> **Dataset entries**
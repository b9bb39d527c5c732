//! Services for finna-gen

pub mod batch_fetcher;
pub mod book_processor;
pub mod files;
pub mod finna_client;
pub mod lookup;
pub mod normalizer;
pub mod record_resolver;

pub use batch_fetcher::{BatchFetcher, BatchSettings, FetchHandle};
pub use book_processor::{BookProcessor, ProcessedBook};
pub use finna_client::FinnaClient;
pub use lookup::{LookupService, RecordField, DEFAULT_FIELDS};
pub use record_resolver::RecordResolver;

> **Try it**
Output every entry again, exactly as given.

> **Response to the exercise**
repository b9bb39d527c5c732
//! Services for finna-gen

pub mod batch_fetcher;
pub mod book_processor;
pub mod files;
pub mod finna_client;
pub mod lookup;
pub mod normalizer;
pub mod record_resolver;

pub use batch_fetcher::{BatchFetcher, BatchSettings, FetchHandle};
pub use book_processor::{BookProcessor, ProcessedBook};
pub use finna_client::FinnaClient;
pub use lookup::{LookupService, RecordField, DEFAULT_FIELDS};
pub use record_resolver::RecordResolver;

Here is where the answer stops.